==== Data in this exercise
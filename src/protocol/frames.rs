//! JSON control frames of the duplex synthesis protocol.
//!
//! Outbound frames carry `header.action` (`run-task`, `continue-task`,
//! `finish-task`), the per-session `task_id` and `streaming = "duplex"`.
//! Inbound text frames carry `header.event`; inbound binary frames are raw
//! audio and never pass through this module.

use crate::error::{Result, SayshError};
use crate::protocol::format::AudioFormat;
use serde::{Deserialize, Serialize};
use serde_json::{Map, Value};

/// Client → service actions.
#[derive(Debug, Clone, Copy, PartialEq, Eq, Serialize, Deserialize)]
#[serde(rename_all = "kebab-case")]
pub enum Action {
    RunTask,
    ContinueTask,
    FinishTask,
}

#[derive(Debug, Clone, Copy, PartialEq, Eq, Serialize, Deserialize)]
#[serde(rename_all = "lowercase")]
pub enum StreamingMode {
    None,
    In,
    Out,
    Duplex,
}

/// Service → client events.
#[derive(Debug, Clone, PartialEq, Eq, Deserialize)]
#[serde(rename_all = "kebab-case")]
pub enum TaskEvent {
    TaskStarted,
    ResultGenerated,
    TaskFinished,
    TaskFailed,
    #[serde(other)]
    Unknown,
}

#[derive(Debug, Serialize)]
struct OutboundHeader<'a> {
    action: Action,
    task_id: &'a str,
    streaming: StreamingMode,
}

#[derive(Debug, Serialize)]
struct OutboundFrame<'a> {
    header: OutboundHeader<'a>,
    payload: Value,
}

/// Tunable synthesis parameters sent once with `run-task`.
#[derive(Debug, Clone, PartialEq)]
pub struct SynthesisParameters {
    pub voice: String,
    /// 0-100
    pub volume: u8,
    /// 0.5-2.0
    pub speech_rate: f32,
    /// 0.5-2.0
    pub pitch_rate: f32,
    pub seed: u32,
    pub synthesis_type: u32,
    pub instruction: Option<String>,
    pub language_hints: Option<Vec<String>>,
    /// Merged last; overrides any key above.
    pub additional: Map<String, Value>,
}

impl SynthesisParameters {
    pub fn new(voice: impl Into<String>) -> Self {
        Self {
            voice: voice.into(),
            volume: crate::defaults::VOLUME_PERCENT,
            speech_rate: 1.0,
            pitch_rate: 1.0,
            seed: 0,
            synthesis_type: 0,
            instruction: None,
            language_hints: None,
            additional: Map::new(),
        }
    }
}

/// Frame builder bound to one task id.
#[derive(Debug, Clone)]
pub struct TaskRequest {
    task_id: String,
    model: String,
    format: AudioFormat,
    parameters: SynthesisParameters,
}

impl TaskRequest {
    /// Create a request with a fresh task id.
    ///
    /// A missing or empty model is rejected with `ModelRequired`, a missing
    /// format with `InputRequired`.
    pub fn new(
        model: Option<&str>,
        format: Option<AudioFormat>,
        parameters: SynthesisParameters,
    ) -> Result<Self> {
        let model = match model {
            Some(m) if !m.trim().is_empty() => m.to_string(),
            _ => return Err(SayshError::ModelRequired),
        };
        let format = format.ok_or_else(|| SayshError::InputRequired {
            what: "format".to_string(),
        })?;
        Ok(Self {
            task_id: uuid::Uuid::new_v4().simple().to_string(),
            model,
            format,
            parameters,
        })
    }

    pub fn task_id(&self) -> &str {
        &self.task_id
    }

    pub fn model(&self) -> &str {
        &self.model
    }

    pub fn format(&self) -> AudioFormat {
        self.format
    }

    pub fn voice(&self) -> &str {
        &self.parameters.voice
    }

    /// `run-task`: model, voice, format and all synthesis parameters.
    pub fn run_task(&self) -> Result<String> {
        let p = &self.parameters;
        let mut parameters = Map::new();
        parameters.insert("voice".into(), Value::from(p.voice.clone()));
        parameters.insert("volume".into(), Value::from(p.volume));
        parameters.insert("text_type".into(), Value::from("PlainText"));
        parameters.insert("sample_rate".into(), Value::from(self.format.sample_rate()));
        parameters.insert("rate".into(), Value::from(p.speech_rate));
        parameters.insert("format".into(), Value::from(self.format.format()));
        parameters.insert("pitch".into(), Value::from(p.pitch_rate));
        parameters.insert("seed".into(), Value::from(p.seed));
        parameters.insert("type".into(), Value::from(p.synthesis_type));
        if self.format.is_opus() {
            parameters.insert("bit_rate".into(), Value::from(self.format.bit_rate()));
        }
        if let Some(ref instruction) = p.instruction {
            parameters.insert("instruction".into(), Value::from(instruction.clone()));
        }
        if let Some(ref hints) = p.language_hints {
            parameters.insert("language_hints".into(), Value::from(hints.clone()));
        }
        for (key, value) in &p.additional {
            parameters.insert(key.clone(), value.clone());
        }

        let mut payload = self.task_payload(Map::new());
        payload.insert("parameters".into(), Value::Object(parameters));
        self.encode(Action::RunTask, Value::Object(payload))
    }

    /// `continue-task`: one chunk of text.
    pub fn continue_task(&self, text: &str) -> Result<String> {
        let mut input = Map::new();
        input.insert("text".into(), Value::from(text));
        let payload = self.task_payload(input);
        self.encode(Action::ContinueTask, Value::Object(payload))
    }

    /// `finish-task`: empty input.
    pub fn finish_task(&self) -> Result<String> {
        let mut payload = Map::new();
        payload.insert("input".into(), Value::Object(Map::new()));
        self.encode(Action::FinishTask, Value::Object(payload))
    }

    fn task_payload(&self, input: Map<String, Value>) -> Map<String, Value> {
        let mut payload = Map::new();
        payload.insert("model".into(), Value::from(self.model.clone()));
        payload.insert("task_group".into(), Value::from("audio"));
        payload.insert("task".into(), Value::from("tts"));
        payload.insert("function".into(), Value::from("SpeechSynthesizer"));
        payload.insert("input".into(), Value::Object(input));
        payload
    }

    fn encode(&self, action: Action, payload: Value) -> Result<String> {
        let frame = OutboundFrame {
            header: OutboundHeader {
                action,
                task_id: &self.task_id,
                streaming: StreamingMode::Duplex,
            },
            payload,
        };
        Ok(serde_json::to_string(&frame)?)
    }
}

#[derive(Debug, Clone, Deserialize)]
pub struct InboundHeader {
    pub event: TaskEvent,
    #[serde(default)]
    pub task_id: Option<String>,
    #[serde(default)]
    pub error_code: Option<String>,
    #[serde(default)]
    pub error_message: Option<String>,
}

/// A decoded inbound JSON frame.
#[derive(Debug, Clone)]
pub struct InboundMessage {
    pub header: InboundHeader,
    /// The whole message as received.
    pub raw: Value,
}

impl InboundMessage {
    /// Decode a text frame. Anything without `header.event` is a protocol fault.
    pub fn parse(text: &str) -> Result<Self> {
        let raw: Value = serde_json::from_str(text).map_err(|e| SayshError::Protocol {
            message: format!("Failed to parse message as JSON: {}", e),
        })?;
        let header = raw
            .get("header")
            .cloned()
            .ok_or_else(|| SayshError::Protocol {
                message: "message has no header".to_string(),
            })?;
        let header: InboundHeader =
            serde_json::from_value(header).map_err(|e| SayshError::Protocol {
                message: format!("Invalid message header: {}", e),
            })?;
        Ok(Self { header, raw })
    }

    pub fn event(&self) -> &TaskEvent {
        &self.header.event
    }

    /// Human-readable failure reason for `task-failed`.
    pub fn failure_reason(&self) -> String {
        match (&self.header.error_code, &self.header.error_message) {
            (Some(code), Some(message)) => format!("{}: {}", code, message),
            (None, Some(message)) => message.clone(),
            (Some(code), None) => code.clone(),
            (None, None) => self.raw.to_string(),
        }
    }
}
========
**Goal of the exercise:**
Search the material above for the word "FinishTask", then copy out each line that has it.

**Result:**
    FinishTask,
        self.encode(Action::FinishTask, Value::Object(payload))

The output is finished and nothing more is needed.